//! Host-page analytics mirroring.

use serde_json::Value;
use widget_core::WidgetError;

/// Prefix for event names mirrored into the host's analytics tool.
pub const MIRROR_PREFIX: &str = "npo_bots_";

/// A host-page analytics hook (the `gtag`/`dataLayer` counterpart).
///
/// Implementations receive every tracked event under a namespaced name.
/// Errors are swallowed by the tracker; a broken hook never affects the
/// widget.
pub trait AnalyticsMirror: Send + Sync {
    /// Receive one mirrored event.
    fn mirror(&self, event: &str, data: &Value) -> Result<(), WidgetError>;
}

/// A no-op mirror for hosts without an analytics tool.
#[derive(Debug, Clone, Default)]
pub struct NoOpMirror;

impl AnalyticsMirror for NoOpMirror {
    fn mirror(&self, _event: &str, _data: &Value) -> Result<(), WidgetError> {
        Ok(())
    }
}

/// A logging mirror for debugging.
#[derive(Debug, Clone, Default)]
pub struct LoggingMirror;

impl AnalyticsMirror for LoggingMirror {
    fn mirror(&self, event: &str, data: &Value) -> Result<(), WidgetError> {
        tracing::info!("[mirror] {}: {}", event, data);
        Ok(())
    }
}

#[cfg(test)]
mod tests {
    use super::*;
    use serde_json::json;

    #[test]
    fn test_noop_mirror() {
        let mirror = NoOpMirror;
        mirror.mirror("npo_bots_widget_open", &json!({})).unwrap();
    }

    #[test]
    fn test_logging_mirror() {
        let mirror = LoggingMirror;
        mirror
            .mirror("npo_bots_message_sent", &json!({"length": 12}))
            .unwrap();
    }
}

:::::

Copy whichever lines above contain the string "tool".

__Response for this exercise__.
/// Prefix for event names mirrored into the host's analytics tool.
/// A no-op mirror for hosts without an analytics tool.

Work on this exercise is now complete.